---- Task input

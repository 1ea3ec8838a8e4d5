//! WebSocket transport implementation using `tokio-tungstenite`.

use std::sync::Arc;
use std::sync::atomic::{AtomicU64, Ordering};

use tokio::net::TcpListener;
use tokio::sync::Mutex;
use tokio_tungstenite::tungstenite::Message;

use crate::{Connection, ConnectionId, Transport, TransportError};

/// Counter for generating unique connection IDs.
static NEXT_CONNECTION_ID: AtomicU64 = AtomicU64::new(1);

type WsStream = tokio_tungstenite::WebSocketStream<tokio::net::TcpStream>;

/// A WebSocket-based [`Transport`] that listens for incoming connections.
pub struct WebSocketTransport {
    listener: TcpListener,
}

impl WebSocketTransport {
    /// Binds a new WebSocket transport to the given address.
    pub async fn bind(addr: &str) -> Result<Self, TransportError> {
        let listener = TcpListener::bind(addr)
            .await
            .map_err(TransportError::AcceptFailed)?;
        tracing::info!(addr, "WebSocket transport listening");
        Ok(Self { listener })
    }

    /// Returns the local address the listener is bound to.
    ///
    /// Needed when binding to port 0 (tests) to discover the real port.
    pub fn local_addr(&self) -> std::io::Result<std::net::SocketAddr> {
        self.listener.local_addr()
    }
}

impl Transport for WebSocketTransport {
    type Connection = WebSocketConnection;
    type Error = TransportError;

    async fn accept(&mut self) -> Result<Self::Connection, Self::Error> {
        let (stream, addr) = self
            .listener
            .accept()
            .await
            .map_err(TransportError::AcceptFailed)?;

        let ws = tokio_tungstenite::accept_async(stream).await.map_err(|e| {
            TransportError::AcceptFailed(std::io::Error::new(
                std::io::ErrorKind::ConnectionRefused,
                e,
            ))
        })?;

        let id = ConnectionId::new(NEXT_CONNECTION_ID.fetch_add(1, Ordering::Relaxed));
        tracing::debug!(%id, %addr, "accepted WebSocket connection");

        Ok(WebSocketConnection {
            id,
            ws: Arc::new(Mutex::new(ws)),
        })
    }

    async fn shutdown(&self) -> Result<(), Self::Error> {
        Ok(())
    }
}

/// A single WebSocket connection.
pub struct WebSocketConnection {
    id: ConnectionId,
    ws: Arc<Mutex<WsStream>>,
}

impl Connection for WebSocketConnection {
    type Error = TransportError;

    async fn send(&self, data: &[u8]) -> Result<(), Self::Error> {
        use futures_util::SinkExt;
        let msg = Message::Binary(data.to_vec().into());
        self.ws.lock().await.send(msg).await.map_err(|e| {
            TransportError::SendFailed(std::io::Error::new(
                std::io::ErrorKind::BrokenPipe,
                e,
            ))
        })
    }

    async fn recv(&self) -> Result<Option<Vec<u8>>, Self::Error> {
        use futures_util::StreamExt;
        loop {
            let msg = self.ws.lock().await.next().await;
            match msg {
                Some(Ok(Message::Binary(data))) => {
                    return Ok(Some(data.into()));
                }
                Some(Ok(Message::Text(text))) => {
                    return Ok(Some(text.as_bytes().to_vec()));
                }
                Some(Ok(Message::Close(_))) | None => return Ok(None),
                Some(Ok(_)) => continue, // skip ping/pong/frame
                Some(Err(e)) => {
                    return Err(TransportError::ReceiveFailed(std::io::Error::new(
                        std::io::ErrorKind::ConnectionReset,
                        e,
                    )));
                }
            }
        }
    }

    async fn close(&self) -> Result<(), Self::Error> {
        self.ws.lock().await.close(None).await.map_err(|e| {
            TransportError::SendFailed(std::io::Error::new(
                std::io::ErrorKind::BrokenPipe,
                e,
            ))
        })
    }

    fn id(&self) -> ConnectionId {
        self.id
    }
}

--------

Count the lines in the records above that contain the word "await", and reply with only that number.

6